In lay terms, Jung recognized that a story is more than a mere collection of facts, figures, syntax and language. He knew stories had a higher purpose than merely to highlight product benefits, publicize events, satisfy voracious news cycles or inject a pulse into snooze-inducing PowerPoint decks.
In Jung’s world, stories were the “connective tissue” of all human experience. As fundamental as rocks were to geologists, Jung knew the story — that humble, contextual narrative with a beginning, middle and end — was the fabric for self-understanding, cognitive development and the basis for meaningful human interaction. He theorized that stories heightened shared meaning (the seminal element of all communication) and thus, enhanced the message impact between you, me and all those with whom we communicate. Jung’s fanciful academic term for this was the “collective unconscious” — the means by which stories tap into our deep psychological reservoirs as a way to enhance meaning and mutual understanding. As our reservoirs are plumbed by stories, the message impact for us increases.
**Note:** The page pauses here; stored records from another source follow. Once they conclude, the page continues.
//! Recompute configuration

use std::env;
use std::time::Duration;

use crate::error::RecomputeError;

pub const TIMEOUT_ENV: &str = "REMATCH_TIMEOUT_MS";
pub const MAX_PARALLEL_ENV: &str = "REMATCH_MAX_PARALLEL";
pub const WORKERS_ENV: &str = "REMATCH_MATCH_WORKERS";

#[derive(Debug, Clone)]
pub struct RecomputeConfig {
    /// Wall-clock budget for one account, from lock wait to commit
    pub timeout: Duration,
    /// Accounts recomputed at once during an import
    pub max_parallel_accounts: usize,
    /// Threads used to match one account's partitions
    pub match_workers: usize,
}

impl Default for RecomputeConfig {
    fn default() -> Self {
        Self {
            timeout: Duration::from_secs(30),
            max_parallel_accounts: 4,
            match_workers: 1,
        }
    }
}

impl RecomputeConfig {
    /// Defaults overridden by whichever variables are set.
    pub fn from_env() -> Result<Self, RecomputeError> {
        let mut config = Self::default();
        if let Some(ms) = read_var(TIMEOUT_ENV)? {
            config.timeout = Duration::from_millis(ms);
        }
        if let Some(n) = read_var(MAX_PARALLEL_ENV)? {
            config.max_parallel_accounts = n as usize;
        }
        if let Some(n) = read_var(WORKERS_ENV)? {
            config.match_workers = n as usize;
        }
        config.validate()?;
        Ok(config)
    }

    pub fn validate(&self) -> Result<(), RecomputeError> {
        if self.timeout.is_zero() {
            return Err(RecomputeError::InvalidConfig {
                key: TIMEOUT_ENV,
                value: "0".into(),
            });
        }
        if self.max_parallel_accounts == 0 {
            return Err(RecomputeError::InvalidConfig {
                key: MAX_PARALLEL_ENV,
                value: "0".into(),
            });
        }
        if self.match_workers == 0 {
            return Err(RecomputeError::InvalidConfig {
                key: WORKERS_ENV,
                value: "0".into(),
            });
        }
        Ok(())
    }
}

fn read_var(key: &'static str) -> Result<Option<u64>, RecomputeError> {
    match env::var(key) {
        Ok(raw) => raw
            .trim()
            .parse::<u64>()
            .map(Some)
            .map_err(|_| RecomputeError::InvalidConfig { key, value: raw }),
        Err(_) => Ok(None),
    }
}

#[cfg(test)]
mod tests {
    use super::*;

    #[test]
    fn test_default_is_valid() {
        let config = RecomputeConfig::default();
        assert!(config.validate().is_ok());
        assert_eq!(config.timeout, Duration::from_secs(30));
    }

    #[test]
    fn test_zero_parallelism_rejected() {
        let config = RecomputeConfig {
            max_parallel_accounts: 0,
            ..Default::default()
        };
        assert!(matches!(
            config.validate(),
            Err(RecomputeError::InvalidConfig { key: MAX_PARALLEL_ENV, .. })
        ));
    }

    // Single test touching the process environment, so no cross-test races
    #[test]
    fn test_from_env_overrides() {
        env::set_var(TIMEOUT_ENV, "1500");
        env::set_var(MAX_PARALLEL_ENV, "8");
        let config = RecomputeConfig::from_env().unwrap();
        assert_eq!(config.timeout, Duration::from_millis(1500));
        assert_eq!(config.max_parallel_accounts, 8);

        env::set_var(TIMEOUT_ENV, "soon");
        assert!(RecomputeConfig::from_env().is_err());

        env::remove_var(TIMEOUT_ENV);
        env::remove_var(MAX_PARALLEL_ENV);
    }
}
//! Trade Store: derived trades, replaced one account at a time
//!
//! Trades are never patched in place. A recompute produces the account's
//! complete trade set and the store swaps it in as a single step, so a
//! reader sees either the old set or the new one and nothing in between.

use std::collections::BTreeMap;
use std::sync::RwLock;

use tracing::debug;
use types::ids::AccountId;
use types::trade::TradeSet;

use crate::error::StoreError;

/// Destination for matching output.
pub trait TradeStore: Send + Sync {
    /// Atomically replace every trade and leg of `account_id` with `set`.
    ///
    /// `set` must only contain trades of that account.
    fn replace_trades(&self, account_id: AccountId, set: &TradeSet) -> Result<(), StoreError>;

    /// The account's current trade set; empty if never written.
    fn load_trades(&self, account_id: AccountId) -> Result<TradeSet, StoreError>;
}

/// Reject a set carrying trades of another account.
pub(crate) fn check_scope(account_id: AccountId, set: &TradeSet) -> Result<(), StoreError> {
    match set.trades.iter().find(|t| t.account_id != account_id) {
        Some(foreign) => Err(StoreError::ScopeMismatch {
            expected: account_id,
            found: foreign.account_id,
        }),
        None => Ok(()),
    }
}

/// In-memory trade store.
#[derive(Debug, Default)]
pub struct MemoryTradeStore {
    sets: RwLock<BTreeMap<AccountId, TradeSet>>,
}

impl MemoryTradeStore {
    pub fn new() -> Self {
        Self::default()
    }

    /// Accounts with a stored trade set.
    pub fn accounts(&self) -> Result<Vec<AccountId>, StoreError> {
        let sets = self.sets.read().map_err(|_| StoreError::Poisoned)?;
        Ok(sets.keys().copied().collect())
    }
}

impl TradeStore for MemoryTradeStore {
    fn replace_trades(&self, account_id: AccountId, set: &TradeSet) -> Result<(), StoreError> {
        check_scope(account_id, set)?;
        let mut sets = self.sets.write().map_err(|_| StoreError::Poisoned)?;
        sets.insert(account_id, set.clone());
        debug!(%account_id, trades = set.trades.len(), legs = set.legs.len(), "Trades replaced");
        Ok(())
    }

    fn load_trades(&self, account_id: AccountId) -> Result<TradeSet, StoreError> {
        let sets = self.sets.read().map_err(|_| StoreError::Poisoned)?;
        Ok(sets.get(&account_id).cloned().unwrap_or_default())
    }
}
The well-told, authentic story, employed as a cornerstone of public relations technique, takes full advantage of what the good Dr. Jung knew of this psychological infrastructure. At WordWrite, we build on Jung’s insight by using the story archetype, an adapted PR equivalent to Jung’s insight, in crafting and telling our clients’ great, untold stories. In our experience, the process works just like Jung says it would. Who knew that a Swiss psychologist would have so much to offer about contemporary PR?